• Work required: Report how many lines of these entries hold the string "GENERAL"; reply with the number alone.

(Excerpts from a dataset)

○ ○ ○ ○ ○ ○ ○

//! CLI error types with miette diagnostics.
//!
//! Maps `CoreError` and `ConfigError` variants into user-facing errors
//! with actionable help text and stable exit codes.

use miette::Diagnostic;
use thiserror::Error;

use stereofix_config::ConfigError;
use stereofix_core::CoreError;

/// Process exit codes.
pub mod exit_code {
    #[allow(dead_code)]
    pub const SUCCESS: i32 = 0;
    pub const GENERAL: i32 = 1;
    pub const USAGE: i32 = 2;
    pub const NOT_FOUND: i32 = 4;
    pub const RECOVERY_FAILED: i32 = 9;
    pub const TOOLS_MISSING: i32 = 10;
    pub const INTERRUPTED: i32 = 130;
}

#[derive(Debug, Error, Diagnostic)]
pub enum CliError {
    // ── Input ────────────────────────────────────────────────────────
    #[error("Invalid Bluetooth address '{input}'")]
    #[diagnostic(
        code(stereofix::invalid_address),
        help(
            "Expected 12 hexadecimal digits, e.g. AA:BB:CC:DD:EE:FF.\n\
             Colons, dashes or no separators are all accepted."
        )
    )]
    InvalidAddress { input: String },

    #[error("Invalid value for {field}: {reason}")]
    #[diagnostic(code(stereofix::validation))]
    Validation { field: String, reason: String },

    // ── Devices ──────────────────────────────────────────────────────
    #[error("No Bluetooth device matched {hint}")]
    #[diagnostic(
        code(stereofix::device_not_found),
        help(
            "Run: stereofix discover  to list paired devices,\n\
             then pass --address or save a profile with: stereofix config init"
        )
    )]
    DeviceNotFound { hint: String },

    #[error("Device profile '{name}' not found in configuration")]
    #[diagnostic(
        code(stereofix::profile_not_found),
        help(
            "Available profiles: {available}\n\
             Create one with: stereofix config init"
        )
    )]
    ProfileNotFound { name: String, available: String },

    // ── Environment ──────────────────────────────────────────────────
    #[error("No {capability} tool is installed (looked for: {tools})")]
    #[diagnostic(
        code(stereofix::tools_missing),
        help(
            "Install the Bluetooth control tool, e.g.: brew install blueutil\n\
             Program names can be changed under [tools] in the config file."
        )
    )]
    ToolsMissing { capability: String, tools: String },

    // ── Recovery ─────────────────────────────────────────────────────
    #[error("{device} is not connected")]
    #[diagnostic(
        code(stereofix::not_connected),
        help("Connect the headset first, then run stereofix fix again.")
    )]
    NotConnected { device: String },

    #[error("Recovery failed: {reason}")]
    #[diagnostic(code(stereofix::recovery_failed), help("{guidance}"))]
    RecoveryFailed { reason: String, guidance: String },

    #[error("Interrupted")]
    #[diagnostic(code(stereofix::interrupted))]
    Interrupted,

    // ── Configuration ────────────────────────────────────────────────
    #[error(transparent)]
    #[diagnostic(code(stereofix::config))]
    Config(Box<figment::Error>),

    #[error("failed to serialize config: {0}")]
    #[diagnostic(code(stereofix::config))]
    ConfigSerialization(#[from] toml::ser::Error),

    // ── IO / Serialization ────────────────────────────────────────────
    #[error(transparent)]
    Io(#[from] std::io::Error),

    #[error("failed to render JSON: {0}")]
    #[diagnostic(code(stereofix::json))]
    Json(#[from] serde_json::Error),

    #[error("failed to render YAML: {0}")]
    #[diagnostic(code(stereofix::yaml))]
    Yaml(#[from] serde_yaml::Error),
}

impl CliError {
    /// Map this error to an exit code for process termination.
    pub fn exit_code(&self) -> i32 {
        match self {
            Self::InvalidAddress { .. } | Self::Validation { .. } => exit_code::USAGE,
            Self::DeviceNotFound { .. } | Self::ProfileNotFound { .. } => exit_code::NOT_FOUND,
            Self::ToolsMissing { .. } => exit_code::TOOLS_MISSING,
            Self::NotConnected { .. } | Self::RecoveryFailed { .. } => exit_code::RECOVERY_FAILED,
            Self::Interrupted => exit_code::INTERRUPTED,
            _ => exit_code::GENERAL,
        }
    }
}

// ── CoreError → CliError mapping ─────────────────────────────────────

impl From<CoreError> for CliError {
    fn from(err: CoreError) -> Self {
        match err {
            CoreError::InvalidAddressFormat { input } => CliError::InvalidAddress { input },
            CoreError::InvalidConfig { message } => CliError::Validation {
                field: "config".into(),
                reason: message,
            },
            CoreError::ToolUnavailable { capability, tools } => {
                CliError::ToolsMissing { capability, tools }
            }
            CoreError::DeviceNotResolved { hint } => CliError::DeviceNotFound { hint },
        }
    }
}

// ── ConfigError → CliError mapping ───────────────────────────────────

impl From<ConfigError> for CliError {
    fn from(err: ConfigError) -> Self {
        match err {
            ConfigError::Validation { field, reason } => CliError::Validation { field, reason },
            ConfigError::DeviceNotFound { name, available } => {
                CliError::ProfileNotFound { name, available }
            }
            ConfigError::Serialization(e) => CliError::ConfigSerialization(e),
            ConfigError::Figment(e) => CliError::Config(e),
            ConfigError::Io(e) => CliError::Io(e),
        }
    }
}
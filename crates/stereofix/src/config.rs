//! CLI configuration: thin wrapper around `stereofix_config`.
//!
//! Re-exports the shared types and layers `GlobalOpts` and `fix` flags
//! over the profile. Precedence is flag > profile > `[defaults]`.

use std::time::Duration;

use stereofix_core::{FallbackMode, MacAddress, RecoveryConfig};

use crate::cli::{FallbackModeArg, FixArgs, GlobalOpts};
use crate::error::CliError;

// ── Re-exports from shared crate ────────────────────────────────────

pub use stereofix_config::{
    Config, DeviceProfile, config_path, load_config, load_config_or_default, parse_address,
    save_config,
};

// ── CLI-specific helpers ────────────────────────────────────────────

impl From<FallbackModeArg> for FallbackMode {
    fn from(arg: FallbackModeArg) -> Self {
        match arg {
            FallbackModeArg::Smart => Self::Smart,
            FallbackModeArg::Exhaustive => Self::Exhaustive,
        }
    }
}

/// Resolve the profile name `config set` and friends operate on.
pub fn active_device_name(global: &GlobalOpts, config: &Config) -> String {
    config
        .active_device_name(global.device.as_deref())
        .unwrap_or("default")
        .to_owned()
}

/// Build the recovery settings for `status` / `discover`.
pub fn recovery_config(global: &GlobalOpts) -> Result<RecoveryConfig, CliError> {
    let cfg = load_config()?;
    resolve(&cfg, global, None)
}

/// Build the recovery settings for `fix`.
pub fn fix_config(global: &GlobalOpts, args: &FixArgs) -> Result<RecoveryConfig, CliError> {
    let cfg = load_config()?;
    resolve(&cfg, global, Some(args))
}

/// Layer CLI flags over the profile selected by `--device`.
pub fn resolve(
    cfg: &Config,
    global: &GlobalOpts,
    fix: Option<&FixArgs>,
) -> Result<RecoveryConfig, CliError> {
    let mut rc = cfg.recovery_config(global.device.as_deref())?;

    if let Some(secs) = global.timeout {
        rc.durations.command_timeout = Duration::from_secs(secs);
    }

    let Some(args) = fix else {
        return Ok(rc);
    };

    if let Some(ref raw) = args.address {
        rc.address = Some(MacAddress::parse(raw)?);
        // A different address than the profile's: the profile name no
        // longer describes the target.
        if args.name.is_none() {
            rc.name = None;
        }
    }
    if let Some(ref name) = args.name {
        rc.name = Some(name.clone());
    }
    if let Some(n) = args.attempts {
        rc.max_attempts = n;
    }
    if let Some(wait) = args.disconnect_wait {
        rc.durations.disconnect_wait = wait;
    }
    if let Some(wait) = args.reconnect_wait {
        rc.durations.reconnect_wait = wait;
    }
    if args.no_fallback {
        rc.enable_fallbacks = false;
    }
    if let Some(mode) = args.fallback_mode {
        rc.fallback_mode = mode.into();
    }
    rc.dry_run = args.dry_run;

    Ok(rc)
}

#[cfg(test)]
mod tests {
    #![allow(clippy::unwrap_used)]

    use super::*;
    use crate::cli::{ColorMode, OutputFormat};

    fn global(device: Option<&str>) -> GlobalOpts {
        GlobalOpts {
            device: device.map(str::to_owned),
            output: OutputFormat::Table,
            color: ColorMode::Never,
            verbose: 0,
            quiet: false,
            timeout: None,
        }
    }

    fn fix_args() -> FixArgs {
        FixArgs {
            address: None,
            name: None,
            attempts: None,
            disconnect_wait: None,
            reconnect_wait: None,
            no_fallback: false,
            fallback_mode: None,
            dry_run: false,
        }
    }

    fn config_with_desk() -> Config {
        let mut cfg = Config::default();
        cfg.devices.insert(
            "desk".into(),
            DeviceProfile {
                address: Some("AA:BB:CC:DD:EE:FF".into()),
                name: Some("WH-1000XM4".into()),
                max_attempts: Some(5),
                ..DeviceProfile::default()
            },
        );
        cfg
    }

    #[test]
    fn flags_override_the_profile() {
        let args = FixArgs {
            attempts: Some(2),
            disconnect_wait: Some(Duration::from_millis(1500)),
            no_fallback: true,
            fallback_mode: Some(FallbackModeArg::Exhaustive),
            dry_run: true,
            ..fix_args()
        };
        let mut opts = global(Some("desk"));
        opts.timeout = Some(4);

        let rc = resolve(&config_with_desk(), &opts, Some(&args)).unwrap();

        assert_eq!(rc.max_attempts, 2);
        assert_eq!(rc.durations.disconnect_wait, Duration::from_millis(1500));
        assert_eq!(rc.durations.command_timeout, Duration::from_secs(4));
        assert!(!rc.enable_fallbacks);
        assert_eq!(rc.fallback_mode, FallbackMode::Exhaustive);
        assert!(rc.dry_run);
        assert_eq!(rc.name.as_deref(), Some("WH-1000XM4"));
    }

    #[test]
    fn profile_applies_without_flags() {
        let rc = resolve(&config_with_desk(), &global(Some("desk")), Some(&fix_args())).unwrap();
        assert_eq!(rc.max_attempts, 5);
        assert_eq!(rc.address.unwrap().to_string(), "AA:BB:CC:DD:EE:FF");
    }

    #[test]
    fn explicit_address_drops_the_profile_name() {
        let args = FixArgs {
            address: Some("11-22-33-44-55-66".into()),
            ..fix_args()
        };
        let rc = resolve(&config_with_desk(), &global(Some("desk")), Some(&args)).unwrap();
        assert_eq!(rc.address.unwrap().to_string(), "11:22:33:44:55:66");
        assert_eq!(rc.name, None);
    }

    #[test]
    fn malformed_address_flag_is_a_usage_error() {
        let args = FixArgs {
            address: Some("not-an-address".into()),
            ..fix_args()
        };
        let err = resolve(&Config::default(), &global(None), Some(&args)).unwrap_err();
        assert_eq!(err.exit_code(), crate::error::exit_code::USAGE);
    }

    #[test]
    fn unknown_device_profile_is_not_found() {
        let err = resolve(&Config::default(), &global(Some("car")), None).unwrap_err();
        assert_eq!(err.exit_code(), crate::error::exit_code::NOT_FOUND);
    }
}
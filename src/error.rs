use arrow::error::ArrowError;
use std::path::PathBuf;
use thiserror::Error;

/// Everything that can stop the source file from becoming a case table.
///
/// Individual malformed cells never surface here; they turn into nulls.
#[derive(Debug, Error)]
pub enum DataLoadError {
    #[error("failed to read {path}: {source}")]
    Io {
        path: PathBuf,
        #[source]
        source: std::io::Error,
    },

    #[error("{path} is not a readable workbook: {source}")]
    Workbook {
        path: PathBuf,
        #[source]
        source: calamine::Error,
    },

    #[error("sheet {sheet:?} not found in {path} (available: {available:?})")]
    SheetNotFound {
        path: PathBuf,
        sheet: String,
        available: Vec<String>,
    },

    #[error("failed to parse CSV {path}: {source}")]
    Csv {
        path: PathBuf,
        #[source]
        source: csv::Error,
    },

    #[error("unsupported input format: {path} (expected a workbook or .csv)")]
    UnsupportedFormat { path: PathBuf },

    #[error("failed to assemble case table: {0}")]
    Table(#[from] ArrowError),
}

○ ○ ○ ○ ○ ○ ○

• Result of the exercise: 2